Shenzhen Mooer Audio Co., Ltd.
- "Small, Smart, Original"
- Company type: Private
- Industry: Consumer electronics
- Founded: 2010
- Headquarters: Shenzhen, China
- Products: Effect pedals, guitar amplifiers, pedalboards
- Website: www.mooeraudio.com

= Mooer Audio =

Effects pedal manufacturer

Shenzhen Mooer Audio Co., Ltd. is a manufacturer of musical accessories, especially effects units, created in 2010, and based in Shenzhen, China.

==Overview==
The company's most popular series is made up of compact guitar effects pedals, called the Micro series. The design of the pedals revolve around a normal sized knob in the center that controls a main function, and two to three smaller knobs that control other functions. Most of the pedals are made to be similar to other popular pedals. Examples include the Mooer Ninety Orange Phaser, similar to the MXR Phase 90 and Mooer's Green Mile Overdrive, based on the Ibanez Tube Screamer. The series consists of 60 pedals.

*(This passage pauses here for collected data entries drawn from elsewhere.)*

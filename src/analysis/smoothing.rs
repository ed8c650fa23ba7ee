use ndarray::{Array1, Array2};

use crate::analysis::linalg::solve;

/// Window and order used on sweep magnitudes before the smoothed peak fit.
pub const SWEEP_WINDOW: usize = 101;
pub const SWEEP_ORDER: usize = 3;

/// Savitzky-Golay local polynomial smoother.
///
/// Interior points use the centered window; the first and last half-window
/// are taken from the polynomial fitted to the first/last full window.
#[derive(Clone, Debug)]
pub struct SavitzkyGolay {
    half_window: usize,
    // Row `r` evaluates the fitted window polynomial at window position `r`.
    projection: Array2<f64>,
}

impl SavitzkyGolay {
    /// `window` is rounded up to an odd length larger than `order + 1`.
    pub fn new(window: usize, order: usize) -> Self {
        let min_window = order + 2;
        let mut window = window.max(min_window);
        if window % 2 == 0 {
            window += 1;
        }
        let half_window = window / 2;
        Self {
            half_window,
            projection: projection_matrix(half_window, order),
        }
    }

    pub fn for_sweeps() -> Self {
        Self::new(SWEEP_WINDOW, SWEEP_ORDER)
    }

    pub fn window(&self) -> usize {
        2 * self.half_window + 1
    }

    /// Smoothed copy of `data`, or `data` unchanged when it is shorter than the window.
    pub fn apply(&self, data: &[f64]) -> Vec<f64> {
        let w = self.window();
        let n = data.len();
        if n < w {
            return data.to_vec();
        }
        let m = self.half_window;
        let weights = |row: usize, start: usize| -> f64 {
            self.projection
                .row(row)
                .iter()
                .zip(&data[start..start + w])
                .map(|(h, v)| h * v)
                .sum()
        };
        let mut out = Vec::with_capacity(n);
        for i in 0..n {
            let value = if i < m {
                weights(i, 0)
            } else if i >= n - m {
                weights(i - (n - w), n - w)
            } else {
                weights(m, i - m)
            };
            out.push(value);
        }
        out
    }
}

fn projection_matrix(half_window: usize, order: usize) -> Array2<f64> {
    let w = 2 * half_window + 1;
    let terms = order + 1;
    let scale = half_window.max(1) as f64;
    let vander = Array2::from_shape_fn((w, terms), |(r, k)| {
        let z = (r as f64 - half_window as f64) / scale;
        z.powi(k as i32)
    });
    let normal = vander.t().dot(&vander);
    // coeffs = (A^T A)^-1 A^T, one column per window position.
    let mut coeffs = Array2::<f64>::zeros((terms, w));
    for col in 0..w {
        let rhs: Array1<f64> = vander.row(col).to_owned();
        if let Some(c) = solve(normal.clone(), rhs) {
            coeffs.column_mut(col).assign(&c);
        }
    }
    vander.dot(&coeffs)
}

#[cfg(test)]
mod tests {
    use super::*;

    #[test]
    fn short_input_is_returned_unchanged() {
        let sg = SavitzkyGolay::for_sweeps();
        let data: Vec<f64> = (0..50).map(|i| (i as f64).sin()).collect();
        assert_eq!(sg.apply(&data), data);
    }

    #[test]
    fn preserves_polynomials_up_to_order() {
        let sg = SavitzkyGolay::new(11, 3);
        let data: Vec<f64> = (0..40)
            .map(|i| {
                let x = i as f64 * 0.1;
                1.0 - 2.0 * x + 0.5 * x * x - 0.1 * x * x * x
            })
            .collect();
        for (a, b) in sg.apply(&data).iter().zip(&data) {
            assert!((a - b).abs() < 1e-9, "{a} vs {b}");
        }
    }

    #[test]
    fn reduces_alternating_noise() {
        let sg = SavitzkyGolay::new(21, 2);
        let data: Vec<f64> = (0..200)
            .map(|i| 5.0 + if i % 2 == 0 { 0.5 } else { -0.5 })
            .collect();
        let smoothed = sg.apply(&data);
        let worst = smoothed[20..180]
            .iter()
            .map(|v| (v - 5.0).abs())
            .fold(0.0, f64::max);
        assert!(worst < 0.1);
    }

    #[test]
    fn even_window_is_made_odd() {
        assert_eq!(SavitzkyGolay::new(100, 3).window(), 101);
        assert_eq!(SavitzkyGolay::new(2, 3).window(), 5);
    }
}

The company's Spark series, even smaller than the Micro series, consists of some very basic pedal ideas and only 9 pedals.

In 2014, the company debuted its Twin series. A reverb unit called the ShimVerb Pro is a more complex and upgraded version of the Micro series' ShimVerb, featuring stereo inputs and outputs, five different reverb types, and more controls. A delay unit called the Reecho Pro was made along the same premise of the ShimVerb Pro, featuring many more delay types and settings as well as a 20-second looper.

In 2015, at the NAMM Show, Mooer debuted a wah pedal, called "The Wahter", thus starting a "Mini" series. To create more room for the foot, u-shaped bars fold up from the pedal and fold back in for compact storage.

In addition to guitar effects pedals, the company also makes guitar effects processors, mini guitar amplifiers, and pedal boards specifically made for the Micro series.

In 2019, New York pedal company Electro-Harmonix won a court case against Mooer for infringement of EHX’s copyrighted software.